WHAT THE EXERCISE ASKS:
Everything from the first line below through the line with "pub struct Relative" is to be transcribed exactly, and nothing past it.

PROVIDED DATA:
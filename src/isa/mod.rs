use std::fmt;
use std::ops::Range;

use bitvec::prelude::*;
use serde::{Deserialize, Serialize};

use crate::encoder::EncodeError;
use crate::instructions::{Format, OpcodeDesc};

pub mod mipt32;
pub mod mipt64;

pub use mipt32::MIPT32;
pub use mipt64::MIPT64;

/// Bit range `lo..lo + width` inside an instruction word.
#[derive(Debug, Clone, Copy, PartialEq, Eq)]
pub struct Field {
    pub lo: u8,
    pub width: u8,
}

impl Field {
    pub const fn new(lo: u8, width: u8) -> Self {
        Self { lo, width }
    }

    pub const fn max(self) -> u64 {
        if self.width >= 64 {
            u64::MAX
        } else {
            (1u64 << self.width) - 1
        }
    }

    pub fn range(self) -> Range<usize> {
        self.lo as usize..self.lo as usize + self.width as usize
    }

    pub fn overlaps(self, other: Field) -> bool {
        let (a, b) = (self.range(), other.range());
        a.start < b.end && b.start < a.end
    }

    pub fn extract(self, raw: u64) -> u64 {
        raw.view_bits::<Lsb0>()[self.range()].load_le::<u64>()
    }

    pub fn insert(self, raw: &mut u64, value: u64, name: &'static str) -> Result<(), EncodeError> {
        if value > self.max() {
            return Err(EncodeError::Overflow {
                field: name,
                value,
                width: self.width,
            });
        }
        raw.view_bits_mut::<Lsb0>()[self.range()].store_le(value);
        Ok(())
    }
}

/// Register-scaled operand: `(reg[index] << shift) + offset`.
#[derive(Debug, Clone, Copy)]
pub struct Scaled {
    pub index: Field,
    pub shift: Field,
    pub offset: Field,
    /// Literal that replaces shift and offset when the index is the zero register.
    pub wide: Option<Field>,
}

/// Sign-magnitude displacement, used when the base register is in `bases`.
#[derive(Debug, Clone, Copy)]
pub struct Relative {
    pub bases: &'static [u8],
    pub magnitude: Field,
    pub sign_bit: u8,
}

#[derive(Debug, Clone, Copy)]
pub struct Layout {
    pub rd: Option<Field>,
    /// Source register for register-register forms, base register otherwise.
    pub rs: Option<Field>,
    pub literal: Field,
    /// Base registers that select the plain literal form.
    pub literal_bases: &'static [u8],
    pub scaled: Option<Scaled>,
    pub relative: Option<Relative>,
}

impl Layout {
    pub fn is_relative_base(&self, base: u8) -> bool {
        self.relative.map_or(false, |r| r.bases.contains(&base))
    }

    /// Whether an instruction with this base register uses the scaled form.
    pub fn scaled_for(&self, base: u8) -> Option<Scaled> {
        if self.is_relative_base(base) || self.literal_bases.contains(&base) {
            return None;
        }
        self.scaled
    }
}

#[derive(Debug, Clone, Copy)]
pub struct Layouts {
    pub reg_reg: Layout,
    pub reg_imm: Layout,
    pub reg_mem: Layout,
    pub branch: Layout,
}

#[derive(Debug, Clone, Copy, PartialEq, Eq, Serialize, Deserialize)]
pub enum Addressing {
    /// Each address names one machine word.
    Word,
    /// Each address names one byte; words are little-endian.
    Byte,
}

#[derive(Debug)]
pub struct Isa {
    pub name: &'static str,
    pub word_bits: u32,
    pub addressing: Addressing,
    /// Size of memory in address units.
    pub address_space: u64,
    pub gpr_count: u8,
    pub pc: u8,
    pub sp: u8,
    pub link: Option<u8>,
    pub zero: Option<u8>,
    pub register_prefix: char,
    pub aliases: &'static [(&'static str, u8)],
    pub opcode: Field,
    pub layouts: Layouts,
    pub opcodes: &'static [OpcodeDesc],
    /// Destination doubles as the first source (`add r1, r2` means `r1 += r2`).
    pub two_address: bool,
    /// Words needed to hold one IEEE-754 double.
    pub float_words: u8,
    /// Memory access through the stack pointer as base pushes and pops.
    pub stack_via_base: bool,
    /// Shift amounts are masked to this many low bits before shifting.
    pub shift_mask: Option<u32>,
    /// `add pc, pc, v` (and the conditional moves) load `v` itself into pc.
    pub pc_to_pc_absolute: bool,
}

impl Isa {
    pub fn word_bytes(&self) -> u64 {
        u64::from(self.word_bits / 8)
    }

    /// Address units occupied by one word (and by one instruction).
    pub fn unit(&self) -> u64 {
        match self.addressing {
            Addressing::Word => 1,
            Addressing::Byte => self.word_bytes(),
        }
    }

    pub fn mask(&self, v: u64) -> u64 {
        if self.word_bits >= 64 {
            v
        } else {
            v & ((1u64 << self.word_bits) - 1)
        }
    }

    /// Two's-complement interpretation of a word.
    pub fn signed(&self, v: u64) -> i64 {
        let s = 64 - self.word_bits;
        ((v << s) as i64) >> s
    }

    pub fn layout(&self, format: Format) -> &Layout {
        match format {
            Format::RegReg => &self.layouts.reg_reg,
            Format::RegImmediate => &self.layouts.reg_imm,
            Format::RegMemory => &self.layouts.reg_mem,
            Format::Branch => &self.layouts.branch,
        }
    }

    pub fn by_mnemonic(&self, mnemonic: &str) -> Option<&'static OpcodeDesc> {
        self.opcodes.iter().find(|d| d.mnemonic == mnemonic)
    }

    pub fn by_code(&self, code: u8) -> Option<&'static OpcodeDesc> {
        self.opcodes.iter().find(|d| d.code == code)
    }

    /// Resolve a register operand: an alias or the prefix followed by digits.
    pub fn register(&self, token: &str) -> Option<u8> {
        if let Some(&(_, idx)) = self.aliases.iter().find(|(name, _)| *name == token) {
            return Some(idx);
        }
        let digits = token.strip_prefix(self.register_prefix)?;
        if digits.is_empty() || !digits.bytes().all(|b| b.is_ascii_digit()) {
            return None;
        }
        digits.parse().ok()
    }

    pub fn register_name(&self, idx: u8) -> String {
        match self.aliases.iter().find(|(_, i)| *i == idx) {
            Some((name, _)) => (*name).to_string(),
            None => format!("{}{}", self.register_prefix, idx),
        }
    }

    /// Stack pointer value at reset: one past the last addressable unit.
    pub fn initial_sp(&self) -> u64 {
        self.address_space
    }
}

/// Selects one of the built-in machine descriptors.
#[derive(
    Debug, Clone, Copy, PartialEq, Eq, Hash, Default, Serialize, Deserialize, clap::ValueEnum,
)]
#[serde(rename_all = "lowercase")]
pub enum Profile {
    #[default]
    Mipt32,
    Mipt64,
}

impl Profile {
    pub fn isa(self) -> &'static Isa {
        match self {
            Profile::Mipt32 => &MIPT32,
            Profile::Mipt64 => &MIPT64,
        }
    }
}

impl fmt::Display for Profile {
    fn fmt(&self, f: &mut fmt::Formatter<'_>) -> fmt::Result {
        f.write_str(self.isa().name)
    }
}

#[cfg(test)]
mod tests {
    use super::*;

    #[test]
    fn field_insert_then_extract() {
        let f = Field::new(20, 4);
        let mut raw = 0xFF00_0000u64;
        f.insert(&mut raw, 0xA, "rd").unwrap();
        assert_eq!(raw, 0xFFA0_0000);
        assert_eq!(f.extract(raw), 0xA);
        assert!(f.insert(&mut raw, 0x10, "rd").is_err());
    }

    #[test]
    fn signed_view_follows_word_width() {
        assert_eq!(MIPT32.signed(0xFFFF_FFFF), -1);
        assert_eq!(MIPT32.signed(0x7FFF_FFFF), i32::MAX as i64);
        assert_eq!(MIPT64.signed(u64::MAX), -1);
        assert_eq!(MIPT32.mask(u64::MAX), 0xFFFF_FFFF);
    }

    #[test]
    fn register_tokens() {
        assert_eq!(MIPT64.register("rz"), Some(27));
        assert_eq!(MIPT64.register("r12"), Some(12));
        assert_eq!(MIPT64.register("r"), None);
        assert_eq!(MIPT64.register("result"), None);
        assert_eq!(MIPT32.register("sp"), Some(14));
        assert_eq!(MIPT64.register_name(29), "sp");
        assert_eq!(MIPT32.register_name(3), "r3");
    }
}
use anyhow::Result;
use serde::Serialize;
use std::path::Path;

use mipt_emu::decoder::{Decoder, TableDecoder};
use mipt_emu::disasm::fmt_decoded;
use mipt_emu::image::HEADER_LEN;
use mipt_emu::{Image, Profile};

/// One listed word.
#[derive(Debug, Clone, Serialize)]
pub struct Row {
    pub addr: u64,
    pub raw: u64,
    pub text: String,
    /// Sits past the header's code word count. Only exact for images
    /// that place all instructions before all data.
    pub data: bool,
}

pub fn load_image(path: &Path, profile: Profile) -> Result<Image> {
    let file = std::fs::read(path)?;
    anyhow::ensure!(
        file.len() >= HEADER_LEN,
        "{} is shorter than the {HEADER_LEN}-byte header",
        path.display()
    );
    Ok(Image::from_bytes(profile, &file)?)
}

pub fn parse_u64(s: &str) -> Result<u64> {
    let s = s.trim();
    if let Some(hex) = s.strip_prefix("0x").or_else(|| s.strip_prefix("0X")) {
        Ok(u64::from_str_radix(hex, 16)?)
    } else {
        Ok(s.parse::<u64>()?)
    }
}

/// Render the words whose addresses fall in `[start, end)`.
pub fn list(image: &Image, start: u64, end: Option<u64>) -> Vec<Row> {
    let isa = image.profile.isa();
    let dec = TableDecoder::new(isa);
    let unit = isa.unit();
    image
        .words
        .iter()
        .enumerate()
        .map(|(i, &raw)| (i as u64, i as u64 * unit, raw))
        .filter(|&(_, addr, _)| addr >= start && end.map_or(true, |e| addr < e))
        .map(|(i, addr, raw)| {
            let data = i >= image.code_words;
            let text = match dec.decode(raw) {
                Some(d) if !data => fmt_decoded(isa, addr, &d),
                _ => format!("word {raw}"),
            };
            Row {
                addr,
                raw,
                text,
                data,
            }
        })
        .collect()
}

RESPONSE AREA:
filename src/isa/mod.rs
use std::fmt;
use std::ops::Range;

use bitvec::prelude::*;
use serde::{Deserialize, Serialize};

use crate::encoder::EncodeError;
use crate::instructions::{Format, OpcodeDesc};

pub mod mipt32;
pub mod mipt64;

pub use mipt32::MIPT32;
pub use mipt64::MIPT64;

/// Bit range `lo..lo + width` inside an instruction word.
#[derive(Debug, Clone, Copy, PartialEq, Eq)]
pub struct Field {
    pub lo: u8,
    pub width: u8,
}

impl Field {
    pub const fn new(lo: u8, width: u8) -> Self {
        Self { lo, width }
    }

    pub const fn max(self) -> u64 {
        if self.width >= 64 {
            u64::MAX
        } else {
            (1u64 << self.width) - 1
        }
    }

    pub fn range(self) -> Range<usize> {
        self.lo as usize..self.lo as usize + self.width as usize
    }

    pub fn overlaps(self, other: Field) -> bool {
        let (a, b) = (self.range(), other.range());
        a.start < b.end && b.start < a.end
    }

    pub fn extract(self, raw: u64) -> u64 {
        raw.view_bits::<Lsb0>()[self.range()].load_le::<u64>()
    }

    pub fn insert(self, raw: &mut u64, value: u64, name: &'static str) -> Result<(), EncodeError> {
        if value > self.max() {
            return Err(EncodeError::Overflow {
                field: name,
                value,
                width: self.width,
            });
        }
        raw.view_bits_mut::<Lsb0>()[self.range()].store_le(value);
        Ok(())
    }
}

/// Register-scaled operand: `(reg[index] << shift) + offset`.
#[derive(Debug, Clone, Copy)]
pub struct Scaled {
    pub index: Field,
    pub shift: Field,
    pub offset: Field,
    /// Literal that replaces shift and offset when the index is the zero register.
    pub wide: Option<Field>,
}

/// Sign-magnitude displacement, used when the base register is in `bases`.
#[derive(Debug, Clone, Copy)]
pub struct Relative {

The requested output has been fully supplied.